===== Records to use

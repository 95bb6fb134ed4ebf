use std::sync::Mutex;

use async_trait::async_trait;
use bytes::Bytes;
use edgefleet_artifact::{
  ArtifactDigest, ArtifactStore, FsStore, Manifest, SyncEngine, SyncError, TransferReason, TransferStatus,
  check_replicas, sha256_hex,
};
use tempfile::TempDir;

/// Delegating store that can flip a byte in reads of one blob and records
/// the offsets it served.
struct Tamper {
  inner: FsStore,
  corrupt: Option<String>,
  reads: Mutex<Vec<u64>>,
}

impl Tamper {
  fn new(inner: FsStore) -> Self {
    Self {
      inner,
      corrupt: None,
      reads: Mutex::new(Vec::new()),
    }
  }

  fn corrupting(mut self, hash: &str) -> Self {
    self.corrupt = Some(hash.to_string());
    self
  }
}

#[async_trait]
impl ArtifactStore for Tamper {
  fn location(&self) -> &str {
    self.inner.location()
  }

  async fn manifest(&self) -> Result<Manifest, SyncError> {
    self.inner.manifest().await
  }

  async fn read_chunk(&self, hash: &str, offset: u64, len: u64) -> Result<Bytes, SyncError> {
    self.reads.lock().unwrap().push(offset);
    let chunk = self.inner.read_chunk(hash, offset, len).await?;
    if self.corrupt.as_deref() == Some(hash) && offset == 0 {
      let mut bytes = chunk.to_vec();
      bytes[0] ^= 0xff;
      return Ok(Bytes::from(bytes));
    }
    Ok(chunk)
  }

  async fn partial_len(&self, hash: &str) -> Result<u64, SyncError> {
    self.inner.partial_len(hash).await
  }

  async fn write_chunk(&self, hash: &str, offset: u64, data: Bytes, chunk_hash: &str) -> Result<(), SyncError> {
    self.inner.write_chunk(hash, offset, data, chunk_hash).await
  }

  async fn commit(&self, id: &str, digest: &ArtifactDigest) -> Result<(), SyncError> {
    self.inner.commit(id, digest).await
  }

  async fn discard_partial(&self, hash: &str) -> Result<(), SyncError> {
    self.inner.discard_partial(hash).await
  }
}

/// Target that damages chunks in flight, after the sender hashed them.
struct LossyLink(FsStore);

#[async_trait]
impl ArtifactStore for LossyLink {
  fn location(&self) -> &str {
    self.0.location()
  }

  async fn manifest(&self) -> Result<Manifest, SyncError> {
    self.0.manifest().await
  }

  async fn read_chunk(&self, hash: &str, offset: u64, len: u64) -> Result<Bytes, SyncError> {
    self.0.read_chunk(hash, offset, len).await
  }

  async fn partial_len(&self, hash: &str) -> Result<u64, SyncError> {
    self.0.partial_len(hash).await
  }

  async fn write_chunk(&self, hash: &str, offset: u64, data: Bytes, chunk_hash: &str) -> Result<(), SyncError> {
    let mut damaged = data.to_vec();
    damaged.push(0);
    self.0.write_chunk(hash, offset, Bytes::from(damaged), chunk_hash).await
  }

  async fn commit(&self, id: &str, digest: &ArtifactDigest) -> Result<(), SyncError> {
    self.0.commit(id, digest).await
  }

  async fn discard_partial(&self, hash: &str) -> Result<(), SyncError> {
    self.0.discard_partial(hash).await
  }
}

fn stores() -> (TempDir, FsStore, FsStore) {
  let dir = tempfile::tempdir().unwrap();
  let source = FsStore::new("agx0", dir.path().join("agx0"));
  let target = FsStore::new("orin0", dir.path().join("orin0"));
  (dir, source, target)
}

fn weights(seed: u8, len: usize) -> Vec<u8> {
  (0..len).map(|i| seed.wrapping_add((i % 251) as u8)).collect()
}

#[tokio::test]
async fn test_three_entry_manifest_missing_and_mismatched() {
  let (_dir, source, target) = stores();
  source.put("llama3.2:3b", &weights(1, 300)).await.unwrap();
  source.put("phi3:mini", &weights(2, 200)).await.unwrap();
  source.put("nomic-embed-text", &weights(3, 100)).await.unwrap();
  target.put("llama3.2:3b", &weights(1, 300)).await.unwrap();
  target.put("phi3:mini", &weights(9, 200)).await.unwrap();

  let engine = SyncEngine::new(64);
  let plan = engine.plan(&source, &target).await.unwrap();

  let ids: Vec<&str> = plan.iter().map(|op| op.id.as_str()).collect();
  assert_eq!(ids, vec!["nomic-embed-text", "phi3:mini"]);
  assert_eq!(plan[0].reason, TransferReason::Missing);
  assert!(matches!(plan[1].reason, TransferReason::HashMismatch { .. }));

  for op in &plan {
    engine.execute(&source, &target, op).await.unwrap();
  }
  assert_eq!(target.manifest().await.unwrap(), source.manifest().await.unwrap());

  assert!(engine.plan(&source, &target).await.unwrap().is_empty());
}

#[tokio::test]
async fn test_sync_is_idempotent() {
  let (_dir, source, target) = stores();
  source.put("phi3:mini", &weights(2, 1000)).await.unwrap();
  let engine = SyncEngine::new(128);

  let first = engine.sync(&source, &target).await.unwrap();
  assert!(first.is_success());
  assert_eq!(first.bytes_transferred(), 1000);

  let second = engine.sync(&source, &target).await.unwrap();
  assert!(second.outcomes.is_empty());
  assert!(second.render().contains("in sync"));
}

#[tokio::test]
async fn test_corrupted_transfer_is_integrity_error_and_never_committed() {
  let (_dir, source, target) = stores();
  let digest = source.put("llama3.2:3b", &weights(5, 500)).await.unwrap();
  let tampered = Tamper::new(source).corrupting(&digest.hash);
  let engine = SyncEngine::new(64);

  let plan = engine.plan(&tampered, &target).await.unwrap();
  let err = engine.execute(&tampered, &target, &plan[0]).await.unwrap_err();

  assert!(matches!(err, SyncError::Integrity { .. }));
  assert!(target.manifest().await.unwrap().is_empty());
  assert_eq!(target.partial_len(&digest.hash).await.unwrap(), 0);
  assert_eq!(engine.plan(&tampered, &target).await.unwrap().len(), 1);
}

#[tokio::test]
async fn test_one_failed_artifact_does_not_stop_the_rest() {
  let (_dir, source, target) = stores();
  let bad = source.put("bad-model", &weights(7, 256)).await.unwrap();
  source.put("good-model", &weights(8, 256)).await.unwrap();
  let tampered = Tamper::new(source).corrupting(&bad.hash);

  let report = SyncEngine::new(64).sync(&tampered, &target).await.unwrap();

  assert!(!report.is_success());
  let failed = report.failed();
  assert_eq!(failed.len(), 1);
  assert_eq!(failed[0].op.id, "bad-model");
  assert!(matches!(failed[0].status, TransferStatus::Failed { integrity: true, .. }));

  let manifest = target.manifest().await.unwrap();
  assert!(manifest.get("good-model").is_some());
  assert!(manifest.get("bad-model").is_none());
  assert!(report.render().contains("FAILED"));
}

#[tokio::test]
async fn test_chunk_damaged_in_flight_is_rejected() {
  let (_dir, source, target) = stores();
  source.put("phi3:mini", &weights(2, 100)).await.unwrap();
  let lossy = LossyLink(target);

  let report = SyncEngine::new(32).sync(&source, &lossy).await.unwrap();

  assert!(matches!(
    report.outcomes[0].status,
    TransferStatus::Failed { integrity: true, .. }
  ));
  assert!(lossy.manifest().await.unwrap().is_empty());
}

#[tokio::test]
async fn test_transfer_resumes_from_chunk_aligned_partial() {
  let (_dir, source, target) = stores();
  let data = weights(4, 10);
  let digest = source.put("tiny", &data).await.unwrap();

  target
    .write_chunk(&digest.hash, 0, Bytes::from(data[..4].to_vec()), &sha256_hex(&data[..4]))
    .await
    .unwrap();
  target
    .write_chunk(&digest.hash, 4, Bytes::from(data[4..6].to_vec()), &sha256_hex(&data[4..6]))
    .await
    .unwrap();
  assert_eq!(target.partial_len(&digest.hash).await.unwrap(), 6);

  let counting = Tamper::new(source);
  let engine = SyncEngine::new(4);
  let plan = engine.plan(&counting, &target).await.unwrap();
  let done = engine.execute(&counting, &target, &plan[0]).await.unwrap();

  assert_eq!(done.resumed_from, 4);
  assert_eq!(done.bytes, 6);
  assert_eq!(*counting.reads.lock().unwrap(), vec![4, 8]);
  assert_eq!(target.manifest().await.unwrap().get("tiny"), Some(&digest));
}

#[tokio::test]
async fn test_empty_artifact_transfers() {
  let (_dir, source, target) = stores();
  source.put("empty", b"").await.unwrap();
  let report = SyncEngine::default().sync(&source, &target).await.unwrap();
  assert!(report.is_success());
  assert_eq!(target.manifest().await.unwrap().get("empty").unwrap().size, 0);
}

#[tokio::test]
async fn test_sync_single_artifact() {
  let (_dir, source, target) = stores();
  source.put("a", &weights(1, 10)).await.unwrap();
  source.put("b", &weights(2, 10)).await.unwrap();

  let report = SyncEngine::new(4).sync_artifact(&source, &target, "b").await.unwrap();

  assert_eq!(report.outcomes.len(), 1);
  let manifest = target.manifest().await.unwrap();
  assert!(manifest.get("a").is_none());
  assert!(manifest.get("b").is_some());
}

#[tokio::test]
async fn test_replica_divergence_across_stores() {
  let dir = tempfile::tempdir().unwrap();
  let agx0 = FsStore::new("agx0", dir.path().join("agx0"));
  let orin0 = FsStore::new("orin0", dir.path().join("orin0"));
  let nano = FsStore::new("nano", dir.path().join("nano"));
  agx0.put("llama3.2:3b", &weights(1, 64)).await.unwrap();
  orin0.put("llama3.2:3b", &weights(1, 64)).await.unwrap();
  nano.put("llama3.2:3b", &weights(6, 64)).await.unwrap();

  let mut entries = Vec::new();
  for store in [&agx0, &orin0, &nano] {
    entries.extend(store.manifest().await.unwrap().entries(store.location()));
  }
  let faults = check_replicas(&entries);

  assert_eq!(faults.len(), 1);
  assert_eq!(faults[0].variants.len(), 2);
  assert!(faults[0].to_string().contains("nano"));
}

==========

A count is needed of the lines in the entries that contain "matches". Supply only that number.

Result of the exercise » 4